Fellow New Yorkers Ben Vida and Lea Bertucci team up for Murmurations, a sound-bending excursion into an experimental dimension. The scissoring of the voice, free improvisation, musique concrete, and sound poety all converge to produce a strange kind of paradise. Even in the face of its deep whirlpools of experimentation, the music remains strangely smooth, slippery, and slightly surreal. Murmurations is their first release as a duo, the result of a fruitful summer in 2021, when the pair were living on opposing sides of the same mountain. Described as ‘non-hierarchical improvisation’, Vida and Bertucci are known and much admired for pushing the boundaries of sound, not just in the New York experimental scene but globally, and Murmurations is a prime example of their colourful sound.

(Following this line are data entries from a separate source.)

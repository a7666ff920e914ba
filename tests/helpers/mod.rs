use async_trait::async_trait;
use chrono::Utc;
use notekeep::application::{MediaStore, Notebook, NoteStore};
use notekeep::domain::{DomainError, Note};
use std::collections::HashSet;
use std::sync::{Arc, Mutex};
use uuid::Uuid;

/// In-memory stand-in for the managed backend: an owner-scoped note store
/// plus an object store that only resolves URLs for objects actually
/// uploaded. Shared between handles so a test can inspect backend state
/// while a `Notebook` drives it.
#[allow(dead_code)]
pub struct TestBackend {
    notes: Arc<Mutex<Vec<Note>>>,
    objects: Arc<Mutex<HashSet<String>>>,
    fail_uploads: bool,
}

#[allow(dead_code)]
impl TestBackend {
    pub const OWNER: &'static str = "user-1";
    pub const IDENTITY: &'static str = "identity-1";

    pub fn new() -> Self {
        Self {
            notes: Arc::new(Mutex::new(Vec::new())),
            objects: Arc::new(Mutex::new(HashSet::new())),
            fail_uploads: false,
        }
    }

    /// Make every upload fail, for orphaned-record scenarios.
    pub fn with_failing_uploads(mut self) -> Self {
        self.fail_uploads = true;
        self
    }

    /// Seed a backend record directly, bypassing the client.
    pub fn seed_note(&self, name: &str, description: &str, image_key: Option<&str>, owner: &str) {
        let now = Utc::now();
        self.notes.lock().unwrap().push(Note {
            id: Uuid::new_v4().to_string(),
            name: name.to_string(),
            description: description.to_string(),
            image_key: image_key.map(str::to_string),
            image_url: None,
            owner: owner.to_string(),
            created_at: now,
            updated_at: now,
        });
    }

    /// Seed a storage object so URL resolution succeeds for `key`.
    pub fn seed_object(&self, key: &str) {
        self.objects
            .lock()
            .unwrap()
            .insert(object_path(Self::IDENTITY, key));
    }

    /// Raw backend records, unscoped.
    pub fn all_records(&self) -> Vec<Note> {
        self.notes.lock().unwrap().clone()
    }

    /// A notebook wired against this backend as `OWNER` / `IDENTITY`.
    pub fn notebook(&self) -> Notebook<InMemoryNoteStore, InMemoryMediaStore> {
        Notebook::new(
            InMemoryNoteStore {
                notes: Arc::clone(&self.notes),
                owner: Self::OWNER.to_string(),
            },
            InMemoryMediaStore {
                objects: Arc::clone(&self.objects),
                identity_id: Self::IDENTITY.to_string(),
                fail_uploads: self.fail_uploads,
            },
        )
    }
}

fn object_path(identity_id: &str, key: &str) -> String {
    format!("media/{identity_id}/{key}")
}

pub struct InMemoryNoteStore {
    notes: Arc<Mutex<Vec<Note>>>,
    owner: String,
}

#[async_trait]
impl NoteStore for InMemoryNoteStore {
    async fn list_notes(&self) -> Result<Vec<Note>, DomainError> {
        // Server-side authorization: only the caller's records come back
        Ok(self
            .notes
            .lock()
            .unwrap()
            .iter()
            .filter(|n| n.owner == self.owner)
            .cloned()
            .collect())
    }

    async fn create_note(
        &self,
        name: &str,
        description: &str,
        image_key: &str,
    ) -> Result<Note, DomainError> {
        let now = Utc::now();
        let note = Note {
            id: Uuid::new_v4().to_string(),
            name: name.to_string(),
            description: description.to_string(),
            image_key: (!image_key.is_empty()).then(|| image_key.to_string()),
            image_url: None,
            owner: self.owner.clone(),
            created_at: now,
            updated_at: now,
        };
        self.notes.lock().unwrap().push(note.clone());
        Ok(note)
    }

    async fn delete_note(&self, id: &str) -> Result<(), DomainError> {
        let mut notes = self.notes.lock().unwrap();
        let before = notes.len();
        notes.retain(|n| !(n.id == id && n.owner == self.owner));
        if notes.len() == before {
            return Err(DomainError::NoteNotFound(id.to_string()));
        }
        Ok(())
    }
}

pub struct InMemoryMediaStore {
    objects: Arc<Mutex<HashSet<String>>>,
    identity_id: String,
    fail_uploads: bool,
}

#[async_trait]
impl MediaStore for InMemoryMediaStore {
    async fn get_url(&self, key: &str) -> Result<String, DomainError> {
        let path = object_path(&self.identity_id, key);
        if !self.objects.lock().unwrap().contains(&path) {
            return Err(DomainError::Storage(format!("no object at '{path}'")));
        }
        Ok(format!("https://storage.test/{path}?sig=deadbeef"))
    }

    async fn upload(
        &self,
        key: &str,
        _bytes: Vec<u8>,
        _content_type: &str,
    ) -> Result<(), DomainError> {
        let path = object_path(&self.identity_id, key);
        if self.fail_uploads {
            return Err(DomainError::Storage(format!("upload of '{path}' failed")));
        }
        self.objects.lock().unwrap().insert(path);
        Ok(())
    }
}

/// Minimal valid PNG header bytes for attachment fixtures.
#[allow(dead_code)]
pub fn png_fixture() -> Vec<u8> {
    let mut bytes = vec![0x89, 0x50, 0x4e, 0x47, 0x0d, 0x0a, 0x1a, 0x0a];
    bytes.extend_from_slice(&[0; 32]);
    bytes
}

Playful and intoxicating, exotic and always full of surprises, Murmurations includes manipulations of tape, modular synths, samples, and vocal improvisations, reshaping and reforming patterns of speech and language. What could be thought of as a deconstruction of the human voice and its associated languages could also be thought of as a new voicing and a new creation. Its devolution also allows for an evolution, even if many would consider the dissolving a backwards step or label it as a lower, almost subterranean style of speech. Not only does it make for interesting music and new digressions, but it opens up the airways and voices what sometimes cannot be voiced through traditional, classic forms of speech and language. On top of that is the record’s tonal intimacy, reaching deep into the fabric of the instrument and widening its range, capabilities, and possibilities. The voice swoons as much as it struggles, reinventing itself in a fun, light-hearted way.
The deconstruction allows the sound to be present in its purest, primal form, naked almost, and the core of its sound thrums and pulses in dazzling wavelengths of prismatic colour, somehow appearing clearer and more cohesive even as the familiarity of human language breaks down.
The individual presence of each musician is actually non-existent, as one cannot tell whose fingerprints are on what part of the music, and this sweet blurring adds to the surreal nature of the music, which is exuberant, playful, and always has more to say. It’s desperate to say something, and even in its ambient-drenched zones, there’s a feeling of excited energy and urgency. It’s a free-flowing conversation, running long into the night, and on the basis of this, they still have plenty more to say.